Why didn't they assume we might expect such crimes, such lies, from a savage dictatorship?
It is not enough to say such folk had no way of knowing the truth, given Iraqis were too terrified to tell it. Some people did try to expose the hoax, but few would listen -- just as Left gurus like Noam Chomsky refused to believe Cambodian refugees who tried to tell us of Pol Pot's genocide.
In 1999, for instance, Saddam was caught smuggling baby milk and children's medicines to India.
Last year, the BBC interviewed an Iraqi refugee who told how the parades of coffins were run. And human rights groups warned for years of Saddam's depravity.
But too often, it seems, our intellectual class preferred to hear the stories that confirmed its prejudices against the West.

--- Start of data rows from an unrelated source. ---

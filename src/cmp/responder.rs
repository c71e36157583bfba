//! Answering requests.
//!
//! The [`Responder`] turns a validated request into a protected response.
//! Every failure along the way becomes an error body, protected the same
//! way a success would have been. Only when that is impossible does an
//! unprotected error go out.

use der::Decode;
use log::{error, info, warn};
use x509_cert::Certificate;

use crate::commons::error::{CmpError, CmpResult, ImplFailure};

use super::builder::{
    create_error_body, create_ip_cp_kup_body, create_pki_conf_body, create_rp_body,
    PkiMessageBuilder,
};
use super::context::{ConfigurationContext, RequestedCertificate};
use super::header::{derive_header_template, null_dn, HeaderTemplate};
use super::msg::{BodyType, PkiBody, PkiHeader, PkiMessage};

/// Decodes a request received from the transport.
pub fn decode_request(bytes: &[u8]) -> CmpResult<PkiMessage> {
    PkiMessage::from_der(bytes).map_err(|e| CmpError::new(ImplFailure::RequestNotDecodable, e))
}

//------------ IssuedCertificate ---------------------------------------------

/// A certificate issued by the backend, with the chain of its issuer.
#[derive(Clone, Debug)]
pub struct IssuedCertificate {
    pub certificate: Certificate,
    pub ca_certs: Vec<Certificate>,
}

//------------ Response ------------------------------------------------------

/// A response ready for the transport.
///
/// If the response is an error, the failure is kept for logging.
#[derive(Clone, Debug)]
pub struct Response {
    message: PkiMessage,
    failure: Option<CmpError>,
}

impl Response {
    pub fn message(&self) -> &PkiMessage {
        &self.message
    }

    pub fn failure(&self) -> Option<&CmpError> {
        self.failure.as_ref()
    }

    pub fn is_error(&self) -> bool {
        self.failure.is_some()
    }

    pub fn body_type(&self) -> BodyType {
        self.message.body.body_type()
    }

    pub fn into_message(self) -> PkiMessage {
        self.message
    }

    pub fn to_bytes(&self) -> CmpResult<Vec<u8>> {
        self.message
            .to_bytes()
            .map_err(|e| CmpError::new(ImplFailure::ResponseEncoding, e))
    }

    /// Creates an unprotected error response.
    ///
    /// Used when no profile applies, e.g. because the request could not
    /// be decoded. The request header is used for transaction binding if
    /// there is one. The peer only sees `systemFailure`, while
    /// [`failure`][Self::failure] keeps the original error.
    pub fn unprotected_error(err: CmpError, inbound: Option<&PkiHeader>) -> CmpResult<Self> {
        let err = err.in_transaction(
            inbound
                .and_then(|header| header.trans_id.as_ref())
                .map(|tid| tid.as_bytes()),
        );
        warn!("Answering with unprotected error: {}", err);
        let message = unprotected_message(&err, inbound)?;
        Ok(Response {
            message,
            failure: Some(err),
        })
    }
}

/// Builds an unprotected error message, always classified `systemFailure`.
fn unprotected_message(err: &CmpError, inbound: Option<&PkiHeader>) -> CmpResult<PkiMessage> {
    let mut template = match inbound {
        Some(header) => derive_header_template(header)?,
        None => HeaderTemplate::unbound()?,
    };
    template.recipient = null_dn();
    template.retain_implicit_confirm(false);

    PkiMessageBuilder::unprotected()
        .add_header(template)?
        .add_body(create_error_body(&err.to_system_failure())?)
        .build()
}

//------------ Responder -----------------------------------------------------

/// Answers a single request.
#[derive(Clone, Debug)]
pub struct Responder {
    context: ConfigurationContext,
}

impl Responder {
    pub fn new(context: ConfigurationContext) -> Self {
        Responder { context }
    }

    pub fn context(&self) -> &ConfigurationContext {
        &self.context
    }

    /// Validates the request and answers it.
    ///
    /// Certificate requests are passed to `issue`, which is expected to
    /// return the issued certificate with its CA chain.
    pub fn respond<F>(&self, issue: F) -> CmpResult<Response>
    where
        F: FnOnce(&[RequestedCertificate]) -> CmpResult<IssuedCertificate>,
    {
        if let Err(err) = self.validate_request() {
            return self.error_response(err);
        }

        match self.context.inbound().body.body_type() {
            body_type if body_type.is_crmf_request() => {
                match issue(&self.context.requested_certificates()) {
                    Ok(issued) => self.certificate_response(&issued.certificate, &issued.ca_certs),
                    Err(err) => self.error_response(err),
                }
            }
            BodyType::CertConf => self.confirm_response(),
            BodyType::Rr => self.revocation_response(),
            other => self.error_response(CmpError::new(
                ImplFailure::BodyTypeUnsupported,
                format!("body type {}", other),
            )),
        }
    }

    pub fn validate_request(&self) -> CmpResult<()> {
        self.context.validate_request()
    }

    /// Answers an ir, cr or kur with the issued certificate.
    pub fn certificate_response(
        &self,
        certificate: &Certificate,
        ca_certs: &[Certificate],
    ) -> CmpResult<Response> {
        match self.build_certificate_response(certificate, ca_certs) {
            Ok(message) => Ok(self.success(message)),
            Err(err) => self.error_response(err),
        }
    }

    fn build_certificate_response(
        &self,
        certificate: &Certificate,
        ca_certs: &[Certificate],
    ) -> CmpResult<PkiMessage> {
        let body = create_ip_cp_kup_body(&self.context.inbound().body, certificate, ca_certs)?;
        let extra_certs = self.context.response_extra_certs(ca_certs)?;

        let message = PkiMessageBuilder::new(self.context.protection_strategy()?)
            .add_header(self.context.header_template()?)?
            .add_body(body)
            .add_extra_certs(&extra_certs)
            .build()?;

        self.context.validate_on_crmf_response(&message)?;
        Ok(message)
    }

    /// Answers a certConf with a pkiConf.
    pub fn confirm_response(&self) -> CmpResult<Response> {
        match self.build_protected(create_pki_conf_body()) {
            Ok(message) => Ok(self.success(message)),
            Err(err) => self.error_response(err),
        }
    }

    /// Answers an rr once the backend has revoked the certificates.
    pub fn revocation_response(&self) -> CmpResult<Response> {
        let message = create_rp_body(&self.context.inbound().body)
            .and_then(|body| self.build_protected(body));
        match message {
            Ok(message) => Ok(self.success(message)),
            Err(err) => self.error_response(err),
        }
    }

    /// Converts a failure into a protected error response.
    ///
    /// Falls back to an unprotected error if protecting fails as well.
    pub fn error_response(&self, err: CmpError) -> CmpResult<Response> {
        let err = err.in_transaction(self.context.transaction_id());
        warn!(
            "Answering {} with error {} ({}): {}",
            self.context.inbound().body.body_type(),
            err.failure().code(),
            err.failure_info(),
            err.detail()
        );

        let message = match create_error_body(&err).and_then(|body| self.build_protected(body)) {
            Ok(message) => message,
            Err(protect_err) => {
                error!("Cannot protect error response: {}", protect_err);
                let fallback = CmpError::new(
                    ImplFailure::ErrorResponseUnprotectable,
                    protect_err.detail(),
                );
                unprotected_message(&fallback, Some(&self.context.inbound().header))?
            }
        };

        Ok(Response {
            message,
            failure: Some(err),
        })
    }

    /// Builds a protected message that doesn't confirm anything implicitly.
    fn build_protected(&self, body: PkiBody) -> CmpResult<PkiMessage> {
        let mut template = self.context.header_template()?;
        template.retain_implicit_confirm(false);
        PkiMessageBuilder::new(self.context.protection_strategy()?)
            .add_header(template)?
            .add_body(body)
            .build()
    }

    fn success(&self, message: PkiMessage) -> Response {
        info!(
            "Answering {} in transaction {} with {}",
            self.context.inbound().body.body_type(),
            self.context.transaction_id().map(hex::encode).unwrap_or_default(),
            message.body.body_type(),
        );
        Response {
            message,
            failure: None,
        }
    }
}

//============ Tests =========================================================
//! Resolving enrollment profiles by name.

use std::collections::HashMap;
use std::sync::Arc;

use bytes::Bytes;
use log::{debug, info};

use crate::cmp::context::{ConfigurationContext, ProfilePolicy};
use crate::cmp::msg::PkiMessage;
use crate::cmp::pop::PopPolicy;
use crate::cmp::protection::{SharedSecretMaterial, SigningMaterial};
use crate::commons::crypto::{self, CryptoError};
use crate::commons::error::{CmpError, CmpResult, ImplFailure};
use crate::config::{Config, ConfigError, ProfileConfig};

//------------ Profiles ------------------------------------------------------

/// All configured profiles with their key material.
///
/// Keys and certificates are loaded once. Contexts share them.
#[derive(Clone, Debug, Default)]
pub struct Profiles {
    policies: HashMap<String, ProfilePolicy>,
}

impl Profiles {
    pub fn from_config(config: &Config) -> Result<Self, ConfigError> {
        let mut policies = HashMap::new();
        for profile in &config.profiles {
            let policy = Self::load_profile(profile)
                .map_err(|e| ConfigError::KeyMaterial(profile.name.clone(), e))?;
            info!("Loaded profile '{}' ({})", profile.name, profile.kind);
            policies.insert(profile.name.clone(), policy);
        }
        Ok(Profiles { policies })
    }

    fn load_profile(profile: &ProfileConfig) -> Result<ProfilePolicy, CryptoError> {
        let signing = match (&profile.signing_key, &profile.signing_chain) {
            (Some(key), Some(chain)) => {
                let key = crypto::load_private_key(key)?;
                let chain = crypto::load_certificates(chain)?;
                debug!(
                    "Profile '{}' signs with a chain of {} certificates",
                    profile.name,
                    chain.len()
                );
                Some(Arc::new(SigningMaterial::new(
                    key,
                    chain,
                    profile.default_signature_alg,
                )?))
            }
            _ => None,
        };

        let shared_secret = match &profile.shared_secret {
            Some(secret) => Some(Arc::new(SharedSecretMaterial::new(
                Bytes::from(secret.clone().into_bytes()),
                profile.sender_name.clone(),
                profile.sender_kid.as_ref().map(|kid| kid.as_bytes()),
                profile.pbm_iterations,
                profile.pbm_salt_length,
                profile.pbm_owf,
                profile.pbm_mac,
            )?)),
            None => None,
        };

        Ok(ProfilePolicy {
            name: profile.name.clone(),
            kind: profile.kind,
            request_protection: profile.request_protection,
            response_protection: profile.response_protection,
            signing,
            shared_secret,
            recipient: profile.recipient.clone(),
            implicit_confirm: profile.implicit_confirm,
            pop: PopPolicy {
                require_pop: profile.require_pop,
                accept_ra_verified: profile.accept_ra_verified,
            },
        })
    }

    pub fn add(&mut self, policy: ProfilePolicy) {
        self.policies.insert(policy.name.clone(), policy);
    }

    /// Creates a fresh context for answering a request with a profile.
    pub fn context_for(&self, name: &str, inbound: PkiMessage) -> CmpResult<ConfigurationContext> {
        match self.policies.get(name) {
            Some(policy) => Ok(ConfigurationContext::new(inbound, policy.clone())),
            None => Err(CmpError::new(
                ImplFailure::ProfileUnknown,
                format!("profile '{}'", name),
            )),
        }
    }
}
//! The _cmpserv_ library crate.
//!
//! Builds protected responses to Certificate Management Protocol
//! (RFC 4210) requests.

pub mod cli;
pub mod cmp;
pub mod commons;
pub mod config;
pub mod constants;
pub mod profiles;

See, even now, how eagerly it believed the lie that Baghdad's antiquities museum had been cleaned out by looters -- perhaps even by the barbaric Yanks.
WHAT made this phenomenon worse is that under Saddam too many Baghdad-based correspondents were too scared to tell the full truth about him.
CNN has now admitted censoring reports of Saddam's brutality that could get its Baghdad correspondents into trouble, and the ABC's Mark Willacy conceded he faced a dilemma: "Do you fully report what you're seeing and what you're hearing or do you hold back in case you get deported?"
The answer for the diplomatic correspondent of Britain's Channel 4 News was to hold back.
"There was one occasion when we did censor ourselves," Lindsey Hilsum admitted last week.
She'd decided not to report that the US was right -- that she'd seen for herself on the night of the deadly explosion in a Baghdad market that Iraq was indeed hiding missile launchers in residential areas.
"If I'd said that, I think we would have been thrown out the next day," she said.
Hear no evil, see no evil, speak no evil. I wonder if we even dare recognise true evil any more.
This is one small gain we can take, then, from the war in Iraq. What we learn now of the horror that gripped Iraq may end our dangerous and wilful ignorance.